The Complaint alleges that Defendant violated the FCCPA (Fla. Stat. § 559.72(7)) by calling "with such frequency as can reasonably be expected to harass" and by engaging in other abusive or harassing conduct. (Doc. 1, ¶¶ 58-59). In support, the Complaint alleges that Defendant called Plaintiff more than 230 times since 2016, including many calls placed after Plaintiff expressly revoked his consent to be called. (Id. ¶¶ 25-26, 31). Moreover, Plaintiff avers that the calls invaded his privacy, monopolized his cell phone line, wasted Plaintiff's time, impaired his phone's usefulness, drained his phone's battery, "occupied space in Plaintiff's telephone or network," constituted a trespass to chattel, and caused Plaintiff stress and aggravation. (Id. ¶¶ 45-52).
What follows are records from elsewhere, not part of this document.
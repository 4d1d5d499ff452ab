//! # Mobile Money Gateway
//!
//! Collection requests against the mobile-money aggregator. A collection
//! prompts the payer on their handset; the booking backend learns the
//! outcome from the aggregator and flips the booking to Paid/Confirmed,
//! which the payment step discovers by polling the booking.

use crate::config::MobileMoneyConfig;
use crate::wire::{decimal, WireErrorBody};
use async_trait::async_trait;
use desk_core::{DeskError, DeskResult, PaymentGateway, PaymentInitiation, PaymentInitiationResult};
use reqwest::Client;
use serde::{Deserialize, Serialize};
use tracing::{error, info, instrument, warn};

/// Mobile-money collection gateway
pub struct MobileMoneyGateway {
    config: MobileMoneyConfig,
    client: Client,
}

impl MobileMoneyGateway {
    /// Create a new gateway client
    pub fn new(config: MobileMoneyConfig) -> DeskResult<Self> {
        let client = Client::builder()
            .timeout(config.timeout)
            .build()
            .map_err(|e| DeskError::Configuration(format!("HTTP client: {}", e)))?;

        Ok(Self { config, client })
    }

    /// Create from environment variables
    pub fn from_env() -> DeskResult<Self> {
        Self::new(MobileMoneyConfig::from_env()?)
    }
}

#[async_trait]
impl PaymentGateway for MobileMoneyGateway {
    #[instrument(skip(self, request), fields(reference = %request.payment_reference))]
    async fn initiate(&self, request: &PaymentInitiation) -> DeskResult<PaymentInitiationResult> {
        let url = format!("{}/collections", self.config.base_url);

        let body = CollectionRequest {
            amount: decimal(&request.amount),
            currency: request.amount.currency.as_str(),
            from: request.payee.e164().trim_start_matches('+').to_string(),
            external_reference: &request.payment_reference,
            destination_account: &self.config.destination_account,
        };

        let response = self
            .client
            .post(&url)
            .header("Authorization", self.config.auth_header())
            .json(&body)
            .send()
            .await
            .map_err(|e| DeskError::Network(format!("mobile money: {}", e)))?;

        let status = response.status();
        let text = response
            .text()
            .await
            .map_err(|e| DeskError::Network(format!("mobile money: {}", e)))?;

        if status.is_server_error() {
            warn!("Gateway unavailable: {}", status);
            return Err(DeskError::Network(format!("mobile money: HTTP {}", status)));
        }

        if status.is_client_error() {
            let message = serde_json::from_str::<WireErrorBody>(&text)
                .ok()
                .and_then(WireErrorBody::text)
                .unwrap_or_else(|| format!("Payment declined (HTTP {})", status));
            error!("Collection declined: {}", message);
            return Ok(PaymentInitiationResult::Declined { message });
        }

        let parsed: CollectionResponse = serde_json::from_str(&text).map_err(|e| {
            DeskError::Serialization(format!("Failed to parse collection response: {}", e))
        })?;

        match (parsed.success, parsed.transaction_id) {
            (true, Some(transaction_id)) => {
                info!("Collection accepted: {}", transaction_id);
                Ok(PaymentInitiationResult::Accepted { transaction_id })
            }
            (true, None) => Err(DeskError::Serialization(
                "Collection accepted without a transaction id".to_string(),
            )),
            (false, _) => {
                let message = parsed
                    .message
                    .unwrap_or_else(|| "Payment declined".to_string());
                warn!("Collection declined: {}", message);
                Ok(PaymentInitiationResult::Declined { message })
            }
        }
    }

    fn provider_name(&self) -> &'static str {
        "mobile_money"
    }
}

// =============================================================================
// Gateway API Types (internal)
// =============================================================================

#[derive(Debug, Serialize)]
struct CollectionRequest<'a> {
    amount: String,
    currency: &'static str,
    from: String,
    external_reference: &'a str,
    destination_account: &'a str,
}

#[derive(Debug, Deserialize)]
struct CollectionResponse {
    #[serde(default)]
    success: bool,
    #[serde(default)]
    transaction_id: Option<String>,
    #[serde(default)]
    message: Option<String>,
}

#[cfg(test)]
mod tests {
    use super::*;

    #[test]
    fn test_provider_name() {
        let gateway =
            MobileMoneyGateway::new(MobileMoneyConfig::new("https://momo.test", "k", "acct"))
                .unwrap();
        assert_eq!(gateway.provider_name(), "mobile_money");
    }

    #[test]
    fn test_collection_response_defaults() {
        let parsed: CollectionResponse = serde_json::from_str("{}").unwrap();
        assert!(!parsed.success);
        assert!(parsed.transaction_id.is_none());
    }
}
FCCPA § 559.72(7) claims "are construed in the same manner as claims under 15 U.S.C. § 1692d(5) of the Fair Debt Collection Practices Act." Gonzalez, 2018 WL 4217065, at *7. This construction requires courts to view the allegedly harassing debt collection practices "from the perspective of a consumer whose circumstances makes him relatively more susceptible to harassment, oppression, or abuse." Id. (quoting Bonanno v. New Penn Fin., LLC, No. 5:17-CV-229-OC-30PRL, 2017 WL 3219517, at *5 (M.D. Fla. July 28, 2017)). There is no definitive standard defining communication that is harassing, rather the Court must evaluate the circumstances of the specific case. Id.
"[C]ourts generally have held that one or two phone calls per day are not sufficient. . . absent evidence of other egregious conduct associated with the calls." Wolhuter v. Carrington Mortg. Servs., LLC, No. 8:15-cv-552-MSS-TBM, 2015 WL 12819153, at *3 (M.D. Fla. Oct. 28, 2015) (collecting cases). In that vein, the FCCPA is not violated where "the creditor called only to inform or remind the debtor of the debt, to determine his reasons for nonpayment, to negotiate differences or to persuade the debtor to pay without litigation." Miller v. Ginny's Inc., 287 F.Supp.3d 1324, 1330. "However, if calls `continue after all such information has been communicated and reasonable efforts at persuasion and negotiation have failed,' then the communication `can reasonably be expected to harass the debtor' and `tends only to exhaust the resisting debtor's will.'" Id. at 1330-31 (quoting Story v. J. M. Fields, Inc., 343 So.2d 675, 677 (Fla. 1st DCA 1977)).
Upon review, the Court finds that the Complaint states a plausible FCCPA claim. Plaintiff alleges that Defendant's frequent—often twice daily—calls persisted after Plaintiff called Defendant and stated, "he [Plaintiff] makes his payments on time, he is not late, the calls are harassment, and repeated [his request that Defendant] stop calling him." (Doc. 1, p. 4). After that point, Defendant's continued calls were harassing and could only serve "to exhaust [Plaintiff's] will," and were sufficient to sustain Plaintiff's FCCPA claim at the motion to dismiss stage. See Miller's, 287 F. Supp. 3d at 1330-31.